In his theory of the senses, Kant distinguishes the objective and superior senses – touch, sight and hearing – from the subjective and inferior – smell and taste.4 The nose and the palate are organs of sensation without nobility, for ‘the idea obtained from them is more a representation of enjoyment than cognition of the external object’.5 The knowledge produced through smell and taste is not universal but particular, relative to a subject – hence its perceptual distortions. With the sense of taste, ‘the organs of the tongue, the throat and the palate come into contact with the external object.’6 Granted, but Kant overlooks the imagination, the memory and the understanding in the complex process of the production of a flavour and a judgement of oral taste. Without memory of flavours and combinations, without analytic and synthetic imagination, without both the global and particular grasp of the understanding, there could be no question of taste. And Kant knows it.
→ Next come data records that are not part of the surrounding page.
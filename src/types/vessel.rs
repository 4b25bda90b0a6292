//! Vessel records as ingested from the upstream vessel-watch feed.

use serde::{Deserialize, Serialize};

use super::ids::VesselId;

/// A ferry vessel with its last reported position and dock status.
#[derive(Debug, Clone, PartialEq, Serialize, Deserialize)]
#[serde(rename_all = "camelCase")]
pub struct Vessel {
    pub id: VesselId,

    /// Vessel name, e.g. "Walla Walla".
    pub name: String,

    /// Last reported position. Absent while the vessel's AIS transponder
    /// is silent (typically when out of service).
    #[serde(default)]
    pub position: Option<VesselPosition>,

    /// Compass heading in degrees, when reported.
    #[serde(default)]
    pub heading: Option<u16>,

    /// Speed over ground in knots, when reported.
    #[serde(default)]
    pub speed: Option<f64>,

    /// Whether the vessel is currently tied up at a dock.
    #[serde(default)]
    pub at_dock: bool,
}

/// A vessel's reported geographic position.
#[derive(Debug, Clone, Copy, PartialEq, Serialize, Deserialize)]
#[serde(rename_all = "camelCase")]
pub struct VesselPosition {
    pub latitude: f64,
    pub longitude: f64,
}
Smell is even less social than taste, Kant argues, for the latter ‘has the advantage of promoting sociability in eating and drinking’, and foreshadows flavours to come.7 Kant speaks of ‘the pleasurable feeling produced by ingestion’. But simultaneously smell has a solitary logic. To smell means to smell the same thing as everyone else at the same time, because ‘others are forced to share the pleasure of it, whether they want to or not’, and is therefore ‘contrary to freedom’, while taste permits a greater pleasure because it allows choice, selection, taking preferences into account: ‘among many dishes or bottles a guest can choose one he likes, without others being forced to share the pleasure of it.’8 Autonomy is preserved, sociability is increased, because in spite of its solitary logic, taste is the sense of sociability.
The exercise of taste is solitary and subjective: ‘neither pleasure nor displeasure belongs to the cognitive faculty as regards objects; rather they are determinations of the subject, and so cannot be ascribed to external objects.’9 Kant prefers the senses that permit a universalizable judgement, the condition of possibility for accession to the True, the Just or the Beautiful. Taste only authorizes judgements of value relative to the person tasting, a limitation that cannot satisfy the philosopher, who is concerned with a science of the universal and with little interest in theories of the particular for which there can be no possible science. Taste and smell could never be the objects of a critical theory, which is why Kant could not envision a Critique of Gastronomic Reason, contrary to the claims by his Soviet biographer Arsénij Goulyga.10
Kant’s only possible critique of taste would apply to the superior sensations of touch, hearing and sight, which is why we have the analysis of the judgements of taste and their favoured objects in the third Critique. However, let us be clear about Kant’s failings in relation to art: his pictorial references are meagre; his knowledge of painting limited; his recourse to literature virtually non-existent; and his relationship with music is on a par with that of the hard of hearing who love brass bands. Wasianski affirms that ‘he preferred blaring military music over all other kinds.’11 A concert in honour of Moses Mendelssohn had turned him off concerts and he claimed that music was not worth the time it took to learn it. The time you devote to practising an instrument is spent at the expense of more important things. Its ultimate failing in the eyes of the philosopher is that music is condemned to express only feelings, never ideas. Hence his definitive lack of interest. Let us be wary of deaf philosophers.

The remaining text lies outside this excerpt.